Primary ciliary dyskinesia (PCD) is a rare, genetic respiratory tract disorder leading to progressive pulmonary dysfunction. It exhibits many problems typical for orphan diseases: delayed diagnosis, limited evidence-based knowledge etc. The European Union is funding BESTCILIA (Better Experimental Screening and Treatment for Primary Ciliary Dyskinesia) to introduce uniform guidelines for PCD treatment and diagnosis across Europe. The latest notable accomplishment of the consortium is the initiation of the first randomized controlled trial in this disease.
As is typical for orphan diseases, PCD has only been studied to a limited extent. Most therapeutic strategies are derived from research on other respiratory disorders. At present, all treatment is off-label, with no orphan drug available. BESTCILIA aims to perform the first randomized controlled trial (RCT) on pharmacotherapy in PCD in order to develop evidence-based treatment practices for the disease.

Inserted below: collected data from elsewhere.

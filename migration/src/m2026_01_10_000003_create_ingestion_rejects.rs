//! Migration to create the ingestion_rejects table.
//!
//! One row per rejected input record, flushed at run finalization.

use sea_orm_migration::prelude::*;

#[derive(DeriveMigrationName)]
pub struct Migration;

#[async_trait::async_trait]
impl MigrationTrait for Migration {
    async fn up(&self, manager: &SchemaManager) -> Result<(), DbErr> {
        manager
            .create_table(
                Table::create()
                    .table(IngestionRejects::Table)
                    .if_not_exists()
                    .col(
                        ColumnDef::new(IngestionRejects::RejectId)
                            .big_integer()
                            .not_null()
                            .auto_increment()
                            .primary_key(),
                    )
                    .col(ColumnDef::new(IngestionRejects::RunId).big_integer().not_null())
                    .col(ColumnDef::new(IngestionRejects::RawData).text().null())
                    .col(ColumnDef::new(IngestionRejects::Reason).text().null())
                    .col(
                        ColumnDef::new(IngestionRejects::IsParseError)
                            .boolean()
                            .not_null()
                            .default(false),
                    )
                    .col(
                        ColumnDef::new(IngestionRejects::CreatedAt)
                            .timestamp_with_time_zone()
                            .not_null()
                            .default(Expr::current_timestamp()),
                    )
                    .to_owned(),
            )
            .await?;

        manager
            .create_index(
                Index::create()
                    .name("idx_ingestion_rejects_run_id")
                    .table(IngestionRejects::Table)
                    .col(IngestionRejects::RunId)
                    .to_owned(),
            )
            .await?;

        Ok(())
    }

    async fn down(&self, manager: &SchemaManager) -> Result<(), DbErr> {
        manager
            .drop_index(Index::drop().name("idx_ingestion_rejects_run_id").to_owned())
            .await?;
        manager
            .drop_table(Table::drop().table(IngestionRejects::Table).to_owned())
            .await
    }
}

#[derive(DeriveIden)]
enum IngestionRejects {
    Table,
    RejectId,
    RunId,
    RawData,
    Reason,
    IsParseError,
    CreatedAt,
}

A potential hope for maintenance prophylactic therapy for PCD is azithromycin (AZN): an antibiotic with a host of beneficial anti-infection properties. The trial will evaluate its efficacy and potential adverse effects in patients, with respect to such outcome measures as the pulmonary exacerbation rate and PCD-specific quality of life.
Following a year of meticulous preparations BESTCILIA partners involved in this research have made it possible to commence the trial in 5 countries: Denmark, Germany, the Netherlands, Switzerland and the UK. Patient recruitment has been set in motion; particular success was noted in Denmark, with as many as 15 patients randomized and already treated with azithromycin. First screening visits are also planned in Germany and the Netherlands, where also PCD centers not included in Bestcilia, have shown interest in participation. The goal is to include 125 patients, which is a relatively large cohort for such a rare disease.
These notable achievements of the BESTCILIA researchers were recently presented and further progression was discussed at an international PCD conference in Cracow, Poland, which was organized by one of Bestcilia partners, the International Institute of Molecular and Cell Biology in Warsaw.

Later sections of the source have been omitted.